Exercise objective -> Extract, unchanged, every line from the top of the material below through the line with "an uploaded image.", and no more.

Records for processing ->

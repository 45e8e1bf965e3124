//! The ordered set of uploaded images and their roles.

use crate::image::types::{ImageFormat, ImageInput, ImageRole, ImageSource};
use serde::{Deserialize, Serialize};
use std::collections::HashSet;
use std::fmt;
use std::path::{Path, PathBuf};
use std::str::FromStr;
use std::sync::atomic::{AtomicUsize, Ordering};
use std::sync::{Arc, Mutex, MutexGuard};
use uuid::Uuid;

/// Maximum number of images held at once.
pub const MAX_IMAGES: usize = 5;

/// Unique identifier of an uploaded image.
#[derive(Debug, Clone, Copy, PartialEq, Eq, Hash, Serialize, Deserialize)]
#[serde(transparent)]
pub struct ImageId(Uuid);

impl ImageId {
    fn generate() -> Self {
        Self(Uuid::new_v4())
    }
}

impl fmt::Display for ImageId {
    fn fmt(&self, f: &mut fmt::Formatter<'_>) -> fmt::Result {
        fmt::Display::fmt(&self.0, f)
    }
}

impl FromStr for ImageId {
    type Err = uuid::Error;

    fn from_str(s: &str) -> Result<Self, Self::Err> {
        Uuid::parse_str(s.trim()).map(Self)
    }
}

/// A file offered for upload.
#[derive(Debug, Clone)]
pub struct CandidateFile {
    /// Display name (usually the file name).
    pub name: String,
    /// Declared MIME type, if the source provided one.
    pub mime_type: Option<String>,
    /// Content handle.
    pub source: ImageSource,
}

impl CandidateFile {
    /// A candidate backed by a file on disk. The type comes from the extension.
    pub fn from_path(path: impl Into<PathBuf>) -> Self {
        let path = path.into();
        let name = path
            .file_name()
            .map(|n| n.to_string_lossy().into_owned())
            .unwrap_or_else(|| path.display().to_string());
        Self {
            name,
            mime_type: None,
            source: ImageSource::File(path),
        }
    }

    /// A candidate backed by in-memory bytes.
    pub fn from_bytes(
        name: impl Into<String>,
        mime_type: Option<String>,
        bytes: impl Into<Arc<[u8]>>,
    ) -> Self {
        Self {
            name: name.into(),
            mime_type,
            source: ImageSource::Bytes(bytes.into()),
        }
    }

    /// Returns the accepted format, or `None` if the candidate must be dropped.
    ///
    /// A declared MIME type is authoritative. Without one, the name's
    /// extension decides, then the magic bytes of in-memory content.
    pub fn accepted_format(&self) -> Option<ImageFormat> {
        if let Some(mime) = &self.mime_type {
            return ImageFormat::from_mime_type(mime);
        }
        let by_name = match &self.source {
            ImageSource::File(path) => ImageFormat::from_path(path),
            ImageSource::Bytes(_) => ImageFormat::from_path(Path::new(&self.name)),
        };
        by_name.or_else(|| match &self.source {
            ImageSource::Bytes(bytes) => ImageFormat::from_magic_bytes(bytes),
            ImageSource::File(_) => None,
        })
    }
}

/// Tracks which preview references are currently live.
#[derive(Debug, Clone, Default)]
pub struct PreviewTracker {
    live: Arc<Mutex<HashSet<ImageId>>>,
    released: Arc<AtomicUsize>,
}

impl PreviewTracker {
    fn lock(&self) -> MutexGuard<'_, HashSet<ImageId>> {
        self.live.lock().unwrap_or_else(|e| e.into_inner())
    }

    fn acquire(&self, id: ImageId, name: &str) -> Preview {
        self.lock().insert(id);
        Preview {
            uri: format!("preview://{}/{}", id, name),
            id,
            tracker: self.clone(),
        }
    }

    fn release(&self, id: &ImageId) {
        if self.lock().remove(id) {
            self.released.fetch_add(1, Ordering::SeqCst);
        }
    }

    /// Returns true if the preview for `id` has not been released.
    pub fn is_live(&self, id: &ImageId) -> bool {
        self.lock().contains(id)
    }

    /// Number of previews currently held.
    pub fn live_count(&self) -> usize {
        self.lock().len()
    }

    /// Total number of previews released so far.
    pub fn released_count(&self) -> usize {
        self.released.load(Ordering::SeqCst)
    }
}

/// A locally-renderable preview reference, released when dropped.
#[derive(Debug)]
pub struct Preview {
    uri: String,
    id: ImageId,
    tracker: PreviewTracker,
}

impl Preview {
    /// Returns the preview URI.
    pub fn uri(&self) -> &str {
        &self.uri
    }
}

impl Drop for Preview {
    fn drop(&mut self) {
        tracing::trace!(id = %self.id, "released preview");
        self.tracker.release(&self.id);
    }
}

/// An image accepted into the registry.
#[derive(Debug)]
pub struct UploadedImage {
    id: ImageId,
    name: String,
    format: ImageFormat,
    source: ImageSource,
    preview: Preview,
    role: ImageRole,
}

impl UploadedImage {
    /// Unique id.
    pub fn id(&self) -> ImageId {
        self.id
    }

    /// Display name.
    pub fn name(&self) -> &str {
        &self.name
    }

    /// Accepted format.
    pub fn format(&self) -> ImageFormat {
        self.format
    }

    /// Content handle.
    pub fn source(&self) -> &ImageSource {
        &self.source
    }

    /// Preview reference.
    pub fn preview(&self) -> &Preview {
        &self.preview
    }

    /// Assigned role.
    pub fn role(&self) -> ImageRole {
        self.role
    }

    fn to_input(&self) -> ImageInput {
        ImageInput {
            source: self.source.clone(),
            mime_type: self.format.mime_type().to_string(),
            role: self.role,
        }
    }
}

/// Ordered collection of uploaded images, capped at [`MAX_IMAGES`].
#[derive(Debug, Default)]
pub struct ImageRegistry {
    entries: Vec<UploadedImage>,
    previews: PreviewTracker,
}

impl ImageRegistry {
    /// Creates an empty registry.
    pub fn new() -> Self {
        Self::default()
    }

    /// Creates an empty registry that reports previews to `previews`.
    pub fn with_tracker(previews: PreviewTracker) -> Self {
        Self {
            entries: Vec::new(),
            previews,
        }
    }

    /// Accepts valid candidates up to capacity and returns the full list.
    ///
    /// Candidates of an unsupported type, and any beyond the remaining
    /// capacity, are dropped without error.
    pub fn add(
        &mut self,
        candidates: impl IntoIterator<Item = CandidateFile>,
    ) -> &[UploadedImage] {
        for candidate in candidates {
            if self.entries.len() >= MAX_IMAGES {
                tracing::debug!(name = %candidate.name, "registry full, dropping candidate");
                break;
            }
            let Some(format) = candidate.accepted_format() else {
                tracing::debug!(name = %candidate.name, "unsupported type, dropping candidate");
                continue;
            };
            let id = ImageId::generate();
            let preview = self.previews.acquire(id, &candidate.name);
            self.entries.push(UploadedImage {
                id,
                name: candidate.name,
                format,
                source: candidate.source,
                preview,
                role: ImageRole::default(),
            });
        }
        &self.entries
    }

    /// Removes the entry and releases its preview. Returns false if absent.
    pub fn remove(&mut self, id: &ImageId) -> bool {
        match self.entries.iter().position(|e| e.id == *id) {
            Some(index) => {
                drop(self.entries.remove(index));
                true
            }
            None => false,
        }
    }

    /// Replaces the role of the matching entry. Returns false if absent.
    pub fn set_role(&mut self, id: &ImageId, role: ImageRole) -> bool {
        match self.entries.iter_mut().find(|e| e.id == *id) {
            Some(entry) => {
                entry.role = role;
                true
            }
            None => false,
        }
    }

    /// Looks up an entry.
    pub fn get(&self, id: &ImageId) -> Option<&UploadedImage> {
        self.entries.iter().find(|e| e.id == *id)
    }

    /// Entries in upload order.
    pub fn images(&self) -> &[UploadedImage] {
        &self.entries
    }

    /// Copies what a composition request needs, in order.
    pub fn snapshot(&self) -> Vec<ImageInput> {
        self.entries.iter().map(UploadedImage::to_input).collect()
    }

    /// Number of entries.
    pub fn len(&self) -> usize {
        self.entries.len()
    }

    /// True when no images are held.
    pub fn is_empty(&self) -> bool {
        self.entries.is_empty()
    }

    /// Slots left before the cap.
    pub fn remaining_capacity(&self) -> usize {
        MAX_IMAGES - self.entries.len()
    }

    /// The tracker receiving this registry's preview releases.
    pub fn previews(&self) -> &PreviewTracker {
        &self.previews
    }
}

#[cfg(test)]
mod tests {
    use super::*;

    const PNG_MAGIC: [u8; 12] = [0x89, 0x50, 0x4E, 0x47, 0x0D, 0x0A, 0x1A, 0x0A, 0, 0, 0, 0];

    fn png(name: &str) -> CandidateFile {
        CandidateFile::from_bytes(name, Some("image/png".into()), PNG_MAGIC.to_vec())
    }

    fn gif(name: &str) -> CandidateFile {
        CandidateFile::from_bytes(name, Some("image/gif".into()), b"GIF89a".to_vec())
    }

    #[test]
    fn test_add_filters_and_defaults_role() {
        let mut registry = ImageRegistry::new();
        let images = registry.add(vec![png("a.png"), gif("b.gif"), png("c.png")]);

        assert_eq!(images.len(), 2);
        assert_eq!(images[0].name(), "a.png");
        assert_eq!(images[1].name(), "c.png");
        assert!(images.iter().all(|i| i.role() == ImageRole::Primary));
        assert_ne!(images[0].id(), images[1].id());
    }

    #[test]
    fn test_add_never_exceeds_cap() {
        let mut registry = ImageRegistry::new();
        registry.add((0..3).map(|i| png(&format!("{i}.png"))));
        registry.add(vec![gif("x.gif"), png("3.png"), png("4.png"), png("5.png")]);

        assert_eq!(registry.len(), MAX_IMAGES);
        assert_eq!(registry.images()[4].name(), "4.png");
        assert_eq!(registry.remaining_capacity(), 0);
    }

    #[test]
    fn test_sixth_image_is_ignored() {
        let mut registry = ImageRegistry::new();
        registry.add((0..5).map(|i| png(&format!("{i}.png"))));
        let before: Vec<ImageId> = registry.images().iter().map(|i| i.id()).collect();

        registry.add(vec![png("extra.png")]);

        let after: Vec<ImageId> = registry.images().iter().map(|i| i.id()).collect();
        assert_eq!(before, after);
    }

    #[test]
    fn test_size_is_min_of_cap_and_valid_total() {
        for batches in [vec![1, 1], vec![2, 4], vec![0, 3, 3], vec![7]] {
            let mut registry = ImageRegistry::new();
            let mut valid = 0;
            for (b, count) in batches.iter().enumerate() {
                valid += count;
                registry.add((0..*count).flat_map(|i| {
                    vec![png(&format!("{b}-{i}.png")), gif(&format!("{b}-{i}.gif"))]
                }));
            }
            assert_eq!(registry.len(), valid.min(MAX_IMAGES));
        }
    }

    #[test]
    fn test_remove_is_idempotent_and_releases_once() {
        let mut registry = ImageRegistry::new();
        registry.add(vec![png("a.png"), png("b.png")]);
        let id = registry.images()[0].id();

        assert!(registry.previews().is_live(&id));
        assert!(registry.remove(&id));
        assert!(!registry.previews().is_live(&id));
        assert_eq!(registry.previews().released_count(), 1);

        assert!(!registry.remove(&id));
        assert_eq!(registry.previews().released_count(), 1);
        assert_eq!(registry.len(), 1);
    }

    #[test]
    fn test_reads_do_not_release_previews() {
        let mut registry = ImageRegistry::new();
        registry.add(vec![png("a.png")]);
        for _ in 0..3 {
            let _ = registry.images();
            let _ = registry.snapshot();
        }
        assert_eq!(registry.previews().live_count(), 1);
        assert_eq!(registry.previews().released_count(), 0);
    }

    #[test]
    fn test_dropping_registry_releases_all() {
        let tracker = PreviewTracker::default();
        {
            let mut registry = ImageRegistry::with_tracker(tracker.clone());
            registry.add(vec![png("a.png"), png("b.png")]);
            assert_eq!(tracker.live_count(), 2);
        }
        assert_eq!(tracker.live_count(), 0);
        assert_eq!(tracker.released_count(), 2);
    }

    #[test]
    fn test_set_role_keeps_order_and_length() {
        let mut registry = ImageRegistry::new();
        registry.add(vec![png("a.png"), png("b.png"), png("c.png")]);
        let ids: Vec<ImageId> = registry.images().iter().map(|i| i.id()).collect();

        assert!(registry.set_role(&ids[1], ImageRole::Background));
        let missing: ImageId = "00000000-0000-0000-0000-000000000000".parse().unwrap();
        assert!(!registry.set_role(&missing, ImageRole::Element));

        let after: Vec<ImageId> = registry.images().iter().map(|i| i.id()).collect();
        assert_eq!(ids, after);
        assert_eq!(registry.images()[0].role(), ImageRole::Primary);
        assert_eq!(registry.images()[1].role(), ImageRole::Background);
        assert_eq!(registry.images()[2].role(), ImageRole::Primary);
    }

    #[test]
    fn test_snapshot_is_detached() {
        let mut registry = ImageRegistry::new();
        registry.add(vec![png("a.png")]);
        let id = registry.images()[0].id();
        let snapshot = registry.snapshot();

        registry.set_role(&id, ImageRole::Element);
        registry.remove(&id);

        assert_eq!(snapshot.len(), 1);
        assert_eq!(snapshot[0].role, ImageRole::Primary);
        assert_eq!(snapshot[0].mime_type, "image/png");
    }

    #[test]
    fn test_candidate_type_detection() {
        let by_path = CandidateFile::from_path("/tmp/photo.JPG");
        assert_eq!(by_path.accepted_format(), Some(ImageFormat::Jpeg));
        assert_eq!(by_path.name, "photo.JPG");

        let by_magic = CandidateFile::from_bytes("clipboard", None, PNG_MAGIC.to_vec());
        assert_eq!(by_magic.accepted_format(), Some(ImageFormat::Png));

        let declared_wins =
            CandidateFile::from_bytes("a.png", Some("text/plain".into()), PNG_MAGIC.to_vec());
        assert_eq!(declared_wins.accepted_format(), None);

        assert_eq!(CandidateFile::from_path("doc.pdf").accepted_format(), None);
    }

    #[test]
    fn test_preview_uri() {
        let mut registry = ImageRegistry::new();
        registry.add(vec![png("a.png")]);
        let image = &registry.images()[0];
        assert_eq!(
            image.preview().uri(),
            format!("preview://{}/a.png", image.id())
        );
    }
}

Solution to the exercise ->
repository 45e8e1bf965e3124
//! The ordered set of uploaded images and their roles.

use crate::image::types::{ImageFormat, ImageInput, ImageRole, ImageSource};
use serde::{Deserialize, Serialize};
use std::collections::HashSet;
use std::fmt;
use std::path::{Path, PathBuf};
use std::str::FromStr;
use std::sync::atomic::{AtomicUsize, Ordering};
use std::sync::{Arc, Mutex, MutexGuard};
use uuid::Uuid;

/// Maximum number of images held at once.
pub const MAX_IMAGES: usize = 5;

/// Unique identifier of an uploaded image.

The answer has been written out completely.